[Dataset entries]
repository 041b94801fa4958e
mod common;
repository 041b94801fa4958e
pub mod config;
pub mod error;
pub mod telemetry;
pub mod workflows;
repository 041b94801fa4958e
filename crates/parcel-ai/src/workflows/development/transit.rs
use super::domain::{Coordinates, DistanceBasis, ServiceLevel, TransitProfile};
use super::rulebook::{MunicipalityProfile, RegulatoryTables};

const EARTH_RADIUS_M: f64 = 6_371_000.0;

/// Distance to the nearest rapid-transit station, or an explicit reason it is not known.
///
/// Only a measured distance establishes TOD proximity; a placeholder is reported but grants no
/// tier.
#[derive(Debug, Clone, Copy, PartialEq)]
pub enum TransitDistance {
    Measured(f64),
    Placeholder(f64),
    Unknown,
}

impl TransitDistance {
    pub fn meters(self) -> Option<f64> {
        match self {
            Self::Measured(m) | Self::Placeholder(m) => Some(m),
            Self::Unknown => None,
        }
    }

    /// Distance that may be used to place the parcel in a TOD band.
    pub fn qualifying_meters(self) -> Option<f64> {
        match self {
            Self::Measured(m) => Some(m),
            Self::Placeholder(_) | Self::Unknown => None,
        }
    }

    pub fn basis(self) -> DistanceBasis {
        match self {
            Self::Measured(_) => DistanceBasis::Measured,
            Self::Placeholder(_) => DistanceBasis::Placeholder,
            Self::Unknown => DistanceBasis::Unknown,
        }
    }
}

/// Replaceable source of rapid-transit distances.
pub trait DistanceSource: Send + Sync {
    fn rapid_transit_distance(
        &self,
        tables: &dyn RegulatoryTables,
        municipality: &MunicipalityProfile,
        location: Option<Coordinates>,
    ) -> TransitDistance;
}

/// Measures against the rule book's station list. Without coordinates, or in a municipality the
/// rule book lists without rapid transit, the distance is unknown.
#[derive(Debug, Clone, Copy, Default)]
pub struct StationDistanceSource;

impl DistanceSource for StationDistanceSource {
    fn rapid_transit_distance(
        &self,
        tables: &dyn RegulatoryTables,
        municipality: &MunicipalityProfile,
        location: Option<Coordinates>,
    ) -> TransitDistance {
        let Some(point) = location.filter(|_| municipality.rapid_transit) else {
            return TransitDistance::Unknown;
        };

        tables
            .rapid_transit_stations()
            .iter()
            .map(|station| {
                haversine_m(
                    point,
                    Coordinates {
                        latitude: station.latitude,
                        longitude: station.longitude,
                    },
                )
            })
            .fold(None, |best: Option<f64>, d| Some(best.map_or(d, |b| b.min(d))))
            .map_or(TransitDistance::Unknown, TransitDistance::Measured)
    }
}

/// Fixed distance, for callers that already know the walking distance.
#[derive(Debug, Clone, Copy)]
pub struct FixedDistance(pub TransitDistance);

impl DistanceSource for FixedDistance {
    fn rapid_transit_distance(
        &self,
        _tables: &dyn RegulatoryTables,
        _municipality: &MunicipalityProfile,
        _location: Option<Coordinates>,
    ) -> TransitDistance {
        self.0
    }
}

pub fn classify_transit(
    tables: &dyn RegulatoryTables,
    distances: &dyn DistanceSource,
    municipality: &str,
    location: Option<Coordinates>,
) -> TransitProfile {
    let Some(profile) = tables.municipality(municipality) else {
        return TransitProfile::not_served(municipality);
    };

    let distance = distances.rapid_transit_distance(tables, profile, location);
    let (within_200, within_400, within_800) = match distance.qualifying_meters() {
        Some(m) => rapid_bands(m),
        None => (false, false, false),
    };

    let service_level = if within_800 {
        ServiceLevel::Rapid
    } else if profile.frequent_transit {
        ServiceLevel::Frequent
    } else if profile.route_count > 0 {
        ServiceLevel::Basic
    } else {
        ServiceLevel::None
    };

    TransitProfile {
        municipality: profile.name.clone(),
        rapid_transit_200m: within_200,
        rapid_transit_400m: within_400,
        rapid_transit_800m: within_800,
        station_type: profile.station_type.clone().filter(|_| within_800),
        station_frequency: profile.station_frequency.clone().filter(|_| within_800),
        frequent_transit_400m: profile.frequent_transit,
        service_level,
        route_count: profile.route_count,
        rapid_transit_distance_m: distance.meters(),
        distance_basis: distance.basis(),
    }
}

/// Build a profile from a known distance; used by callers with their own geometry.
pub fn profile_from_distance(
    municipality: &str,
    rapid_transit_distance_m: Option<f64>,
    frequent_transit_400m: bool,
) -> TransitProfile {
    let mut profile = TransitProfile::not_served(municipality);
    if let Some(m) = rapid_transit_distance_m {
        let (within_200, within_400, within_800) = rapid_bands(m);
        profile.rapid_transit_200m = within_200;
        profile.rapid_transit_400m = within_400;
        profile.rapid_transit_800m = within_800;
        profile.rapid_transit_distance_m = Some(m);
        profile.distance_basis = DistanceBasis::Measured;
    }
    profile.frequent_transit_400m = frequent_transit_400m;
    profile.service_level = if profile.rapid_transit_800m {
        ServiceLevel::Rapid
    } else if frequent_transit_400m {
        ServiceLevel::Frequent
    } else {
        ServiceLevel::None
    };
    profile
}

fn rapid_bands(meters: f64) -> (bool, bool, bool) {
    if !meters.is_finite() || meters < 0.0 {
        return (false, false, false);
    }
    (meters <= 200.0, meters <= 400.0, meters <= 800.0)
}

pub(crate) fn haversine_m(a: Coordinates, b: Coordinates) -> f64 {
    let lat1 = a.latitude.to_radians();
    let lat2 = b.latitude.to_radians();
    let dlat = (b.latitude - a.latitude).to_radians();
    let dlon = (b.longitude - a.longitude).to_radians();

    let h = (dlat / 2.0).sin().powi(2) + lat1.cos() * lat2.cos() * (dlon / 2.0).sin().powi(2);
    2.0 * EARTH_RADIUS_M * h.sqrt().asin()
}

Problem to solve: All of the entries need to be reproduced exactly; please write them out.

Response below:
repository 041b94801fa4958e
mod common;
repository 041b94801fa4958e
pub mod config;
pub mod error;
pub mod telemetry;
pub mod workflows;
repository 041b94801fa4958e
filename crates/parcel-ai/src/workflows/development/transit.rs
use super::domain::{Coordinates, DistanceBasis, ServiceLevel, TransitProfile};
use super::rulebook::{MunicipalityProfile, RegulatoryTables};

const EARTH_RADIUS_M: f64 = 6_371_000.0;

/// Distance to the nearest rapid-transit station, or an explicit reason it is not known.
///
/// Only a measured distance establishes TOD proximity; a placeholder is reported but grants no
/// tier.
#[derive(Debug, Clone, Copy, PartialEq)]
pub enum TransitDistance {
    Measured(f64),
    Placeholder(f64),
    Unknown,
}

impl TransitDistance {
    pub fn meters(self) -> Option<f64> {
        match self {
            Self::Measured(m) | Self::Placeholder(m) => Some(m),
            Self::Unknown => None,
        }
    }

    /// Distance that may be used to place the parcel in a TOD band.
    pub fn qualifying_meters(self) -> Option<f64> {
        match self {
            Self::Measured(m) => Some(m),
            Self::Placeholder(_) | Self::Unknown => None,
        }
    }

    pub fn basis(self) -> DistanceBasis {
        match self {
            Self::Measured(_) => DistanceBasis::Measured,
            Self::Placeholder(_) => DistanceBasis::Placeholder,
            Self::Unknown => DistanceBasis::Unknown,
        }
    }
}

/// Replaceable source of rapid-transit distances.
pub trait DistanceSource: Send + Sync {
    fn rapid_transit_distance(
        &self,
        tables: &dyn RegulatoryTables,
        municipality: &MunicipalityProfile,
        location: Option<Coordinates>,
    ) -> TransitDistance;
}

/// Measures against the rule book's station list. Without coordinates, or in a municipality the
/// rule book lists without rapid transit, the distance is unknown.
#[derive(Debug, Clone, Copy, Default)]
pub struct StationDistanceSource;

impl DistanceSource for StationDistanceSource {
    fn rapid_transit_distance(
        &self,
        tables: &dyn RegulatoryTables,
        municipality: &MunicipalityProfile,
        location: Option<Coordinates>,
    ) -> TransitDistance {
        let Some(point) = location.filter(|_| municipality.rapid_transit) else {
            return TransitDistance::Unknown;
        };

        tables
            .rapid_transit_stations()
            .iter()
            .map(|station| {
                haversine_m(
                    point,
                    Coordinates {
                        latitude: station.latitude,
                        longitude: station.longitude,
                    },
                )
            })
            .fold(None, |best: Option<f64>, d| Some(best.map_or(d, |b| b.min(d))))
            .map_or(TransitDistance::Unknown, TransitDistance::Measured)
    }
}

/// Fixed distance, for callers that already know the walking distance.
#[derive(Debug, Clone, Copy)]
pub struct FixedDistance(pub TransitDistance);

impl DistanceSource for FixedDistance {
    fn rapid_transit_distance(
        &self,
        _tables: &dyn RegulatoryTables,
        _municipality: &MunicipalityProfile,
        _location: Option<Coordinates>,
    ) -> TransitDistance {
        self.0
    }
}

pub fn classify_transit(
    tables: &dyn RegulatoryTables,
    distances: &dyn DistanceSource,
    municipality: &str,
    location: Option<Coordinates>,
) -> TransitProfile {
    let Some(profile) = tables.municipality(municipality) else {
        return TransitProfile::not_served(municipality);
    };

    let distance = distances.rapid_transit_distance(tables, profile, location);
    let (within_200, within_400, within_800) = match distance.qualifying_meters() {
        Some(m) => rapid_bands(m),
        None => (false, false, false),
    };

    let service_level = if within_800 {
        ServiceLevel::Rapid
    } else if profile.frequent_transit {
        ServiceLevel::Frequent
    } else if profile.route_count > 0 {
        ServiceLevel::Basic
    } else {
        ServiceLevel::None
    };

    TransitProfile {
        municipality: profile.name.clone(),
        rapid_transit_200m: within_200,
        rapid_transit_400m: within_400,
        rapid_transit_800m: within_800,
        station_type: profile.station_type.clone().filter(|_| within_800),
        station_frequency: profile.station_frequency.clone().filter(|_| within_800),
        frequent_transit_400m: profile.frequent_transit,
        service_level,
        route_count: profile.route_count,
        rapid_transit_distance_m: distance.meters(),
        distance_basis: distance.basis(),
    }
}

/// Build a profile from a known distance; used by callers with their own geometry.
pub fn profile_from_distance(
    municipality: &str,
    rapid_transit_distance_m: Option<f64>,
    frequent_transit_400m: bool,
) -> TransitProfile {
    let mut profile = TransitProfile::not_served(municipality);
    if let Some(m) = rapid_transit_distance_m {
        let (within_200, within_400, within_800) = rapid_bands(m);
        profile.rapid_transit_200m = within_200;
        profile.rapid_transit_400m = within_400;
        profile.rapid_transit_800m = within_800;
        profile.rapid_transit_distance_m = Some(m);
        profile.distance_basis = DistanceBasis::Measured;
    }
    profile.frequent_transit_400m = frequent_transit_400m;
    profile.service_level = if profile.rapid_transit_800m {
        ServiceLevel::Rapid
    } else if frequent_transit_400m {
        ServiceLevel::Frequent
    } else {
        ServiceLevel::None
    };
    profile
}

fn rapid_bands(meters: f64) -> (bool, bool, bool) {
    if !meters.is_finite() || meters < 0.0 {
        return (false, false, false);
    }
    (meters <= 200.0, meters <= 400.0, meters <= 800.0)
}

pub(crate) fn haversine_m(a: Coordinates, b: Coordinates) -> f64 {
    let lat1 = a.latitude.to_radians();
    let lat2 = b.latitude.to_radians();
    let dlat = (b.latitude - a.latitude).to_radians();
    let dlon = (b.longitude - a.longitude).to_radians();

    let h = (dlat / 2.0).sin().powi(2) + lat1.cos() * lat2.cos() * (dlon / 2.0).sin().powi(2);
    2.0 * EARTH_RADIUS_M * h.sqrt().asin()
}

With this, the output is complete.